Every entry must be given again exactly.

● Task material:
******

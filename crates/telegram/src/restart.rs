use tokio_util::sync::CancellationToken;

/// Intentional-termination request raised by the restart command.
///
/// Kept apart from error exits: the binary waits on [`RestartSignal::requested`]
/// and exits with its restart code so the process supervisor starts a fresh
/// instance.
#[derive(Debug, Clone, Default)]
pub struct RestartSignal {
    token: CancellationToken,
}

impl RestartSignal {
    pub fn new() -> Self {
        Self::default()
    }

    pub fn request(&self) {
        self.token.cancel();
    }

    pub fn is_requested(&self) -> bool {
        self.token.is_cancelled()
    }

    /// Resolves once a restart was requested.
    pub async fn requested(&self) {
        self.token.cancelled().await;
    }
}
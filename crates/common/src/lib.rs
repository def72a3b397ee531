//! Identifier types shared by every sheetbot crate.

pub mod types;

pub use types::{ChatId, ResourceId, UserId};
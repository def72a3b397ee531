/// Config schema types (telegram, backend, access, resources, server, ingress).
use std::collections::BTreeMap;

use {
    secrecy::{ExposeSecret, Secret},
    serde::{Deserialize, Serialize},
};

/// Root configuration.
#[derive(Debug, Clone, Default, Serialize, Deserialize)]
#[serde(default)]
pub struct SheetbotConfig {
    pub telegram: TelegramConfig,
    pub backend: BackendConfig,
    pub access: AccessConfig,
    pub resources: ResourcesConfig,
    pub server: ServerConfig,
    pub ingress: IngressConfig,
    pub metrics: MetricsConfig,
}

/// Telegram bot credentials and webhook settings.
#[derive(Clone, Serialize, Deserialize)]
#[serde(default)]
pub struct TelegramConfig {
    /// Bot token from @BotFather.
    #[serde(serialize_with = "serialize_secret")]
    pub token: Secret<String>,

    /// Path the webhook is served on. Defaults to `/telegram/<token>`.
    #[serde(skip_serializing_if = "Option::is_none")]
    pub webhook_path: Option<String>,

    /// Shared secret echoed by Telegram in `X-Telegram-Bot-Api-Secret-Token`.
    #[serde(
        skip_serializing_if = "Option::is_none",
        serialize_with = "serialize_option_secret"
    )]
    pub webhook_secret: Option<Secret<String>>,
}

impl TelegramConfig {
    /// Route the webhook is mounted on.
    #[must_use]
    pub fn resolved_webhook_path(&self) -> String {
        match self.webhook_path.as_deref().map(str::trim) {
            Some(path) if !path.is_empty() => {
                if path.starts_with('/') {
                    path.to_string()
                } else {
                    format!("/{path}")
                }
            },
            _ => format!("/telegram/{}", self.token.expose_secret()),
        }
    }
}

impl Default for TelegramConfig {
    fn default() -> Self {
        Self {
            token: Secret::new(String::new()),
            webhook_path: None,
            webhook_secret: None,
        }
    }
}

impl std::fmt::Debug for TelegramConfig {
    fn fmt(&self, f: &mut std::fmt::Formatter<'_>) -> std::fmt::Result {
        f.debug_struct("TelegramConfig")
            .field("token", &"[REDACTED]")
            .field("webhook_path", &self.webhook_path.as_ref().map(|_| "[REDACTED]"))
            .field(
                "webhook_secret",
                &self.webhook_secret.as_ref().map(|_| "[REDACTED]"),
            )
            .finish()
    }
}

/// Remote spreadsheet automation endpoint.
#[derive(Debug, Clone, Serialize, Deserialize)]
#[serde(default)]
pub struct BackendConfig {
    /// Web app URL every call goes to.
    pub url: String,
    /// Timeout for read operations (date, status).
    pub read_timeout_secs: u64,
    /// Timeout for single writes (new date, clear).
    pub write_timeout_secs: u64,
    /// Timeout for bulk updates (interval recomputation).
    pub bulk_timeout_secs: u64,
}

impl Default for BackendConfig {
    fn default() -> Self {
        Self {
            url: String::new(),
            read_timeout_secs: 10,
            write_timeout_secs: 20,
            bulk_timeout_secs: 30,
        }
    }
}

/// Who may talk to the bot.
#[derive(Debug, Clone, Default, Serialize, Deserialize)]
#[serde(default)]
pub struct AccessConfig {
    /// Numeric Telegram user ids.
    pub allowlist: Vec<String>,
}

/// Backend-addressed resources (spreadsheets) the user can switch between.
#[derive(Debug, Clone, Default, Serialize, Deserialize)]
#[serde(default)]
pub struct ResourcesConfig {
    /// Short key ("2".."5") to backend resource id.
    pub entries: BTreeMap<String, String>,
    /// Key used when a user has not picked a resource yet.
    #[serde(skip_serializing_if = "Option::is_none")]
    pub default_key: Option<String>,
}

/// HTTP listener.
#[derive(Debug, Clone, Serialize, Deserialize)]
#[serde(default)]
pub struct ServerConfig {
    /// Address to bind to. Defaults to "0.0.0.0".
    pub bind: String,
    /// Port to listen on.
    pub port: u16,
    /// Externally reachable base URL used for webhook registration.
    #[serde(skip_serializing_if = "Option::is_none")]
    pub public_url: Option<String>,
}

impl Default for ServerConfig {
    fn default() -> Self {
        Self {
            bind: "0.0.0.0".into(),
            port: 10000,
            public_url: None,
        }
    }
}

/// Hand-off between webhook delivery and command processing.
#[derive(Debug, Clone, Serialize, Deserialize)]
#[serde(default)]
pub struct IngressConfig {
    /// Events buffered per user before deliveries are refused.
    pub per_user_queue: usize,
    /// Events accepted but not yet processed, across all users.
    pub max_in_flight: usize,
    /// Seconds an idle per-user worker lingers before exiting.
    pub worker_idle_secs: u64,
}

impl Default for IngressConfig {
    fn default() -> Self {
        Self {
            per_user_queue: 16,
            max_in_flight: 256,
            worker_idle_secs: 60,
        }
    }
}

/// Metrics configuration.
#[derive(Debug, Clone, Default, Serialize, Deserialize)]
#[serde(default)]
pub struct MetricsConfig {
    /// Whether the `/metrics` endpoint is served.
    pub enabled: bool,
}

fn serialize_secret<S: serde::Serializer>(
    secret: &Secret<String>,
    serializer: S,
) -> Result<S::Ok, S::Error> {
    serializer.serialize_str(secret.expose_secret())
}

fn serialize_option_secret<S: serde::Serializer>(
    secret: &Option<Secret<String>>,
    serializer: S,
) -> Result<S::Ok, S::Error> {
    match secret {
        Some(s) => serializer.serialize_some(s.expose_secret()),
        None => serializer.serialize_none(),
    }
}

******

● Reply:
filename crates/telegram/src/restart.rs
use tokio_util::sync::CancellationToken;

/// Intentional-termination request raised by the restart command.
///
/// Kept apart from error exits: the binary waits on [`RestartSignal::requested`]
/// and exits with its restart code so the process supervisor starts a fresh
/// instance.
#[derive(Debug, Clone, Default)]
pub struct RestartSignal {
    token: CancellationToken,
}

impl RestartSignal {
    pub fn new() -> Self {
        Self::default()
    }

    pub fn request(&self) {
        self.token.cancel();
    }

    pub fn is_requested(&self) -> bool {
        self.token.is_cancelled()
    }

    /// Resolves once a restart was requested.
    pub async fn requested(&self) {
        self.token.cancelled().await;
    }
}
filename crates/common/src/lib.rs
repository def72a3b397ee531
//! Identifier types shared by every sheetbot crate.

pub mod types;

pub use types::{ChatId, ResourceId, UserId};
repository def72a3b397ee531
/// Config schema types (telegram, backend, access, resources, server, ingress).
use std::collections::BTreeMap;

use {
    secrecy::{ExposeSecret, Secret},
    serde::{Deserialize, Serialize},
};

/// Root configuration.
#[derive(Debug, Clone, Default, Serialize, Deserialize)]
#[serde(default)]
pub struct SheetbotConfig {
    pub telegram: TelegramConfig,
    pub backend: BackendConfig,
    pub access: AccessConfig,
    pub resources: ResourcesConfig,
    pub server: ServerConfig,
    pub ingress: IngressConfig,
    pub metrics: MetricsConfig,
}

/// Telegram bot credentials and webhook settings.
#[derive(Clone, Serialize, Deserialize)]
#[serde(default)]
pub struct TelegramConfig {
    /// Bot token from @BotFather.
    #[serde(serialize_with = "serialize_secret")]
    pub token: Secret<String>,

    /// Path the webhook is served on. Defaults to `/telegram/<token>`.
    #[serde(skip_serializing_if = "Option::is_none")]
    pub webhook_path: Option<String>,

    /// Shared secret echoed by Telegram in `X-Telegram-Bot-Api-Secret-Token`.
    #[serde(
        skip_serializing_if = "Option::is_none",
        serialize_with = "serialize_option_secret"
    )]
    pub webhook_secret: Option<Secret<String>>,
}

impl TelegramConfig {
    /// Route the webhook is mounted on.
    #[must_use]
    pub fn resolved_webhook_path(&self) -> String {
        match self.webhook_path.as_deref().map(str::trim) {
            Some(path) if !path.is_empty() => {
                if path.starts_with('/') {
                    path.to_string()
                } else {
                    format!("/{path}")
                }
            },
            _ => format!("/telegram/{}", self.token.expose_secret()),
        }
    }
}

impl Default for TelegramConfig {
    fn default() -> Self {
        Self {
            token: Secret::new(String::new()),
            webhook_path: None,
            webhook_secret: None,
        }
    }
}

impl std::fmt::Debug for TelegramConfig {
    fn fmt(&self, f: &mut std::fmt::Formatter<'_>) -> std::fmt::Result {
        f.debug_struct("TelegramConfig")
            .field("token", &"[REDACTED]")
            .field("webhook_path", &self.webhook_path.as_ref().map(|_| "[REDACTED]"))
            .field(
                "webhook_secret",
                &self.webhook_secret.as_ref().map(|_| "[REDACTED]"),
            )
            .finish()
    }
}

/// Remote spreadsheet automation endpoint.
#[derive(Debug, Clone, Serialize, Deserialize)]
#[serde(default)]
pub struct BackendConfig {
    /// Web app URL every call goes to.
    pub url: String,
    /// Timeout for read operations (date, status).
    pub read_timeout_secs: u64,
    /// Timeout for single writes (new date, clear).
    pub write_timeout_secs: u64,
    /// Timeout for bulk updates (interval recomputation).
    pub bulk_timeout_secs: u64,
}

impl Default for BackendConfig {
    fn default() -> Self {
        Self {
            url: String::new(),
            read_timeout_secs: 10,
            write_timeout_secs: 20,
            bulk_timeout_secs: 30,
        }
    }
}

/// Who may talk to the bot.
#[derive(Debug, Clone, Default, Serialize, Deserialize)]
#[serde(default)]
pub struct AccessConfig {
    /// Numeric Telegram user ids.
    pub allowlist: Vec<String>,
}

/// Backend-addressed resources (spreadsheets) the user can switch between.
#[derive(Debug, Clone, Default, Serialize, Deserialize)]
#[serde(default)]
pub struct ResourcesConfig {
    /// Short key ("2".."5") to backend resource id.
    pub entries: BTreeMap<String, String>,
    /// Key used when a user has not picked a resource yet.
    #[serde(skip_serializing_if = "Option::is_none")]
    pub default_key: Option<String>,
}

/// HTTP listener.
#[derive(Debug, Clone, Serialize, Deserialize)]
#[serde(default)]
pub struct ServerConfig {
    /// Address to bind to. Defaults to "0.0.0.0".
    pub bind: String,
    /// Port to listen on.
    pub port: u16,
    /// Externally reachable base URL used for webhook registration.
    #[serde(skip_serializing_if = "Option::is_none")]
    pub public_url: Option<String>,
}

impl Default for ServerConfig {
    fn default() -> Self {
        Self {
            bind: "0.0.0.0".into(),
            port: 10000,
            public_url: None,
        }
    }
}

/// Hand-off between webhook delivery and command processing.
#[derive(Debug, Clone, Serialize, Deserialize)]
#[serde(default)]
pub struct IngressConfig {
    /// Events buffered per user before deliveries are refused.
    pub per_user_queue: usize,
    /// Events accepted but not yet processed, across all users.
    pub max_in_flight: usize,
    /// Seconds an idle per-user worker lingers before exiting.
    pub worker_idle_secs: u64,
}

impl Default for IngressConfig {
    fn default() -> Self {
        Self {
            per_user_queue: 16,
            max_in_flight: 256,
            worker_idle_secs: 60,
        }
    }
}

/// Metrics configuration.
#[derive(Debug, Clone, Default, Serialize, Deserialize)]
#[serde(default)]
pub struct MetricsConfig {
    /// Whether the `/metrics` endpoint is served.
    pub enabled: bool,
}

fn serialize_secret<S: serde::Serializer>(
    secret: &Secret<String>,
    serializer: S,
) -> Result<S::Ok, S::Error> {
    serializer.serialize_str(secret.expose_secret())
}

fn serialize_option_secret<S: serde::Serializer>(
    secret: &Option<Secret<String>>,
    serializer: S,
) -> Result<S::Ok, S::Error> {
    match secret {
        Some(s) => serializer.serialize_some(s.expose_secret()),
        None => serializer.serialize_none(),
    }
}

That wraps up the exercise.